Some interesting articles have been published recently bemoaning the perils of the internet. They tend to fall into two topical camps: reading and thinking. This New York Times piece, “Online, R U Really Reading?” describes changing reading patterns among the first truly digital generation, and provides a useful summary of the debate between those who believe young people’s preference for reading online material to reading books bodes ill for the literacy of future generations, and those who believe it’s simply a reflection of changing reading habits rather than a decline, and nothing to worry about.
The internet’s influence on the way we think is a more insidious consequence of the changing reading patterns the first article describes. Nicholas Carr’s “Is Google Making Us Stupid?” has been much-referenced since its publication in the current issue of The Atlantic. Like Carr, I worry about whether my online reading choices – to read or print out articles from a range of publications, to monitor my favourite website, Arts & Letters Daily, to read and digest as much as possible in as short a period as possible – has led to my sagging interest in the novel. I seem to read less fiction than ever, but can’t figure out if it’s because I’m getting more picky as I age, or whether I cannot muster the required level of concentration and chunk of time that a novel demands.

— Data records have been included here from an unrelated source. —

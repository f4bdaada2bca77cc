use std::sync::Arc;

use tokio::signal;
use tracing::{debug, error, info, warn};
use tracing_subscriber::{EnvFilter, fmt};

use gatecrab::admin::{AdminCommand, EvalReply, format_stats};
use gatecrab::config::{Mode, Runtime, WorkerArgs};
use gatecrab::net::WebSocketConnector;
use gatecrab::orchestrator::RestGatewayInfo;
use gatecrab::shard::ShardEventKind;
use gatecrab::worker::{GroupLauncher, InProcessLauncher, ProcessLauncher, Signal, serve_stdio};
use gatecrab::{Config, FleetEvent, GatewayError, Orchestrator};

// -----------------------------------------------------------------------------
// ----- Constants -------------------------------------------------------------

const APP_NAME: &str = "🦀 gatecrab";

// -----------------------------------------------------------------------------
// ----- Main ------------------------------------------------------------------

#[tokio::main]
async fn main() -> Result<(), GatewayError> {
    setup().await;

    match Config::snapshot().mode {
        Mode::Run => run_forever().await,
        Mode::Worker(args) => {
            run_worker(args).await;
            // the blocking stdin reader would hold the runtime open until the parent closes the pipe
            std::process::exit(0)
        }
    }
}

// -----------------------------------------------------------------------------
// ----- Setup -----------------------------------------------------------------

async fn setup() {
    // This has to be the first thing we do, because it initializes the config
    Config::init().await;

    init_tracing();
}

fn init_tracing() {
    let config = Config::snapshot();
    let filter = EnvFilter::try_new(config.log_level.as_str()).unwrap();

    // stdout belongs to the ipc channel in worker processes
    let _ = fmt()
        .with_env_filter(filter)
        .with_target(false)
        .with_writer(std::io::stderr)
        .try_init();
}

// -----------------------------------------------------------------------------
// ----- Run -------------------------------------------------------------------

async fn run_forever() -> Result<(), GatewayError> {
    let config = Config::snapshot();
    let gateway = config.gateway;

    let info = Arc::new(RestGatewayInfo::new(&gateway.api_base, gateway.token.clone()));

    let launcher: Arc<dyn GroupLauncher> = match gateway.runtime {
        Runtime::Process => Arc::new(ProcessLauncher::current_exe(config.worker_args())?),
        Runtime::Task => Arc::new(InProcessLauncher::new(
            gateway.shard_settings(""),
            Arc::new(WebSocketConnector),
        )),
    };

    let orchestrator = Orchestrator::new(gateway.fleet_settings(), info, launcher);
    let events = orchestrator.take_events();

    orchestrator.spawn().await?;
    info!(
        "{} spawned {} group(s) for {} shard(s)",
        APP_NAME,
        orchestrator.groups().len(),
        orchestrator.total_shards()
    );

    let logger = tokio::spawn(async move {
        let Some(mut events) = events else { return };
        while let Some(event) = events.recv().await {
            log_event(event);
        }
    });

    if let Err(e) = signal::ctrl_c().await {
        error!("failed to listen for ctrl-c: {e}");
    }

    info!("{} shutting down", APP_NAME);
    log_fleet_stats(&orchestrator).await;
    orchestrator.kill(Signal::Terminate).await;
    logger.abort();

    Ok(())
}

async fn run_worker(args: WorkerArgs) {
    let config = Config::snapshot();
    let settings = config.gateway.shard_settings(&args.gateway_url);

    debug!("group {}: worker for shards {:?}", args.group_id, args.spec().shards());
    serve_stdio(args.spec(), Arc::new(settings), Arc::new(WebSocketConnector)).await;
}

async fn log_fleet_stats(orchestrator: &Orchestrator) {
    let replies = match orchestrator.broadcast_eval(AdminCommand::Stats).await {
        Ok(replies) => replies,
        Err(e) => {
            warn!("failed to collect fleet stats: {e}");
            return;
        }
    };

    for (group_id, reply) in replies {
        match reply {
            Ok(EvalReply::Stats(stats)) => info!("final stats:\n{}", format_stats(&stats)),
            Ok(other) => warn!("group {group_id}: unexpected stats reply {other:?}"),
            Err(e) => warn!("group {group_id}: stats unavailable: {e}"),
        }
    }
}

fn log_event(event: FleetEvent) {
    match event {
        FleetEvent::Shard { group_id, event } => match event.kind {
            ShardEventKind::Dispatch { .. } => {}
            ShardEventKind::Error { message } => {
                warn!("group {group_id} shard {}: {message}", event.shard_id)
            }
            ShardEventKind::Fatal { code, message } => {
                error!("group {group_id} shard {}: fatal close {code}: {message}", event.shard_id)
            }
            kind => debug!("group {group_id} shard {}: {kind:?}", event.shard_id),
        },
        FleetEvent::GroupReady { group_id } => info!("group {group_id} ready"),
        FleetEvent::FleetReady => info!("{} all groups ready", APP_NAME),
        FleetEvent::WorkerExited { group_id, expected } if !expected => {
            error!("group {group_id}: worker exited unexpectedly")
        }
        FleetEvent::WorkerExited { group_id, .. } => info!("group {group_id}: worker stopped"),
    }
}

// -----------------------------------------------------------------------------
// -----------------------------------------------------------------------------
//! Runtime units that host groups, and the parent-side bridge to them.
//!
//! A worker is either a child process speaking IPC over stdio or a tokio
//! task in the parent; both run `host::serve_group` and look identical to
//! the `WorkerBridge`.

pub mod bridge;
pub mod host;
pub mod launcher;

pub use bridge::{BridgeEvent, BridgeOptions, Signal, WorkerBridge};
pub use host::{serve_group, serve_stdio};
pub use launcher::{
    GroupLauncher, InProcessLauncher, LaunchedGroup, ProcessLauncher, WorkerExit, WorkerHandle,
};
//! Interactive kernel debug console.
//!
//! The console understands no useful command on its own: kernel
//! subsystems describe their commands in static [`CommandDesc`] records
//! and register them with the shared [`CommandRegistry`], at any point —
//! including before the console's own thread exists. One dedicated
//! execution context then runs [`Console::run`], which blocks on the
//! input device, line-edits with history and tab completion, parses the
//! submitted line against the matched command's argument schema, and
//! invokes the handler.
//!
//! The console must stay usable when everything else is on fire: it is
//! entered from panic handling as well as interactively, never allocates
//! per keystroke, and reports every operator mistake as console text
//! rather than an error that could propagate.

#![no_std]

extern crate alloc;

#[cfg(test)]
extern crate std;

pub mod chardev;
pub mod completion;
pub mod editor;
pub mod parser;
pub mod registry;
pub mod symtab;

#[cfg(test)]
pub(crate) mod testdev;

use vesper_lib::{Sysinfo, klog_debug};

pub use chardev::{InputDevice, OutputDevice, Writer};
pub use completion::{Completion, Hint};
pub use editor::{HISTORY_DEPTH, LineBuffer, LineEditor, MAX_CMDLINE};
pub use parser::{ParsedCommand, parse};
pub use registry::{
    ARG_STR_MAX, ArgSpec, ArgText, ArgValue, CommandDesc, CommandHandler, CommandRegistry,
    InvokeContext, MAX_ARGS, ScanCursor,
};
pub use symtab::{SymbolTable, SymtabError};

/// Virtual interrupt number advertised through sysinfo. There is no real
/// interrupt line behind the console; the number only gives userspace
/// bridges something to name.
pub const KCON_VIRT_INR: usize = 0;

/// The console service object.
///
/// Constructed once by the embedding kernel from its registry, character
/// device and (optional) symbol table, then driven by a dedicated thread
/// or entered directly from panic handling.
pub struct Console<'a> {
    registry: &'a CommandRegistry,
    input: &'a dyn InputDevice,
    output: &'a dyn OutputDevice,
    symtab: Option<&'a dyn SymbolTable>,
    editor: LineEditor,
}

impl<'a> Console<'a> {
    pub fn new(
        registry: &'a CommandRegistry,
        input: &'a dyn InputDevice,
        output: &'a dyn OutputDevice,
        symtab: Option<&'a dyn SymbolTable>,
    ) -> Self {
        Self {
            registry,
            input,
            output,
            symtab,
            editor: LineEditor::new(),
        }
    }

    /// True when an input byte is already waiting. Lets the kernel check
    /// for console activation without committing to a blocking read.
    pub fn input_pending(&self) -> bool {
        self.input.poll_ready()
    }

    /// Advertise the console through the system information registry.
    /// Called once at startup, after the registry service exists.
    pub fn publish_presence(&self, sysinfo: &Sysinfo) {
        sysinfo.set("kcon.present", 1);
        sysinfo.set("kcon.inr", KCON_VIRT_INR);
    }

    /// The dispatch loop: prompt, read, parse, invoke, repeat.
    ///
    /// `name` becomes the prompt. `banner` is printed first when given.
    /// With `forced` set (panic or trap context) the loop waits for one
    /// keypress before the first prompt and never returns — the console
    /// is the only operator interface left. Interactively (`forced`
    /// false) the literal line `exit` ends the session.
    pub fn run(&mut self, name: &str, banner: Option<&str>, forced: bool) {
        if let Some(banner) = banner {
            self.output.put_str(banner);
        }

        if forced {
            let _ = self.input.getc();
        } else {
            self.output.put_str("Type \"exit\" to leave the console.\n");
        }

        loop {
            let line = self
                .editor
                .read_line(self.input, self.output, self.registry, self.symtab, name);
            if line.is_empty() {
                continue;
            }
            if !forced && line == b"exit" {
                break;
            }

            let Some(parsed) = parser::parse(line, self.registry, self.symtab, self.output)
            else {
                continue;
            };
            let cmd_name = parsed.name();
            let status = parsed.invoke(self.output);
            klog_debug!("kcon: command '{}' returned {}", cmd_name, status);
        }
    }
}
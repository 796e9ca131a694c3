//! Word completion over the command and symbol namespaces.
//!
//! Given the partial word under the caret, the engine enumerates every
//! matching entry through a resumable prefix scan (never holding a lock
//! while printing), narrows the matches down to their longest common
//! extension beyond the prefix, and — when several matches share no
//! extension at all — lists the candidates so the operator can pick one.

use core::fmt::Write as _;

use crate::chardev::{OutputDevice, Writer};
use crate::registry::{CommandRegistry, ScanCursor};
use crate::symtab::SymbolTable;

/// Capacity of the common-extension text.
pub const HINT_MAX: usize = 128;

/// The longest common extension shared by all matches, possibly empty.
#[derive(Clone, Copy)]
pub struct Hint {
    buf: [u8; HINT_MAX],
    len: usize,
}

impl Hint {
    pub const fn empty() -> Self {
        Self {
            buf: [0; HINT_MAX],
            len: 0,
        }
    }

    pub fn as_bytes(&self) -> &[u8] {
        &self.buf[..self.len]
    }

    pub fn is_empty(&self) -> bool {
        self.len == 0
    }

    /// First match: the whole suffix becomes the candidate extension.
    fn set(&mut self, suffix: &[u8]) {
        self.len = suffix.len().min(HINT_MAX);
        self.buf[..self.len].copy_from_slice(&suffix[..self.len]);
    }

    /// Subsequent match: shrink to the longest prefix shared with it.
    fn merge(&mut self, suffix: &[u8]) {
        let mut common = 0;
        while common < self.len && common < suffix.len() && self.buf[common] == suffix[common] {
            common += 1;
        }
        self.len = common;
    }
}

/// Outcome of one completion request.
pub struct Completion {
    /// Number of entries sharing the prefix.
    pub count: usize,
    pub hint: Hint,
}

impl Completion {
    const fn none() -> Self {
        Self {
            count: 0,
            hint: Hint::empty(),
        }
    }
}

/// Complete `prefix` against registered command names.
///
/// With more than one match and no common extension, prints each
/// candidate as `name - description` before returning.
pub fn complete_command(
    registry: &CommandRegistry,
    prefix: &[u8],
    out: &dyn OutputDevice,
) -> Completion {
    let mut result = Completion::none();

    let mut cursor = ScanCursor::start();
    while let Some(cmd) = registry.next_prefix_match(prefix, &mut cursor) {
        let suffix = &cmd.name().as_bytes()[prefix.len()..];
        if result.count == 0 {
            result.hint.set(suffix);
        } else {
            result.hint.merge(suffix);
        }
        result.count += 1;
    }

    if result.count > 1 && result.hint.is_empty() {
        out.putchar(b'\n');
        let mut cursor = ScanCursor::start();
        while let Some(cmd) = registry.next_prefix_match(prefix, &mut cursor) {
            let _ = writeln!(Writer(out), "{} - {}", cmd.name(), cmd.description());
        }
    }

    result
}

/// Complete `prefix` against the kernel symbol table, if one exists.
///
/// The ambiguity listing prints bare symbol names.
pub fn complete_symbol(
    symtab: Option<&dyn SymbolTable>,
    prefix: &[u8],
    out: &dyn OutputDevice,
) -> Completion {
    let Some(table) = symtab else {
        return Completion::none();
    };

    let mut result = Completion::none();
    let mut cursor = 0usize;
    while let Some(name) = table.next_prefix_match(prefix, &mut cursor) {
        let suffix = &name.as_bytes()[prefix.len()..];
        if result.count == 0 {
            result.hint.set(suffix);
        } else {
            result.hint.merge(suffix);
        }
        result.count += 1;
    }

    if result.count > 1 && result.hint.is_empty() {
        out.putchar(b'\n');
        let mut cursor = 0usize;
        while let Some(name) = table.next_prefix_match(prefix, &mut cursor) {
            let _ = writeln!(Writer(out), "{name}");
        }
    }

    result
}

What will be interesting to watch over the next few decades is the impact of the internet on public discourse, on personal communication, and on individual concentration spans. Who knows if these things can ever be tested in any reliable way. Anecdotally, however, I can already testify to a staggering lack of interest in grammar and punctuation among young people who claim to want to write. Last year at one of Susan Shapiro’s New York workshops on writing articles for publication, I was surrounded by people younger than 30, whom I usually have little to do with. Week after week enthusiastic pups turned up and distributed printouts of their material for their classmates to critique, which were full of spelling mistakes, syntactical errors, apostrophes missing or in the wrong place, with barely a comma in sight. Sentences were half-formed, and paragraphs scattered their pages like leaves falling without a care as to the order in which they landed. All these young writers were expecting others to read their work, but seemed to lack the capacity to read their own work for consistency and clarity. Only a good reader can be a good writer.
It was during Shapiro’s workshop that I began to wonder if our literacy was changing in relation to our interaction with the online environment. Could text-messaging, email communication, emoticons and internet shortcuts have combined to create an impression among the digital generation that punctuation, spelling and grammar are no longer part of being literate?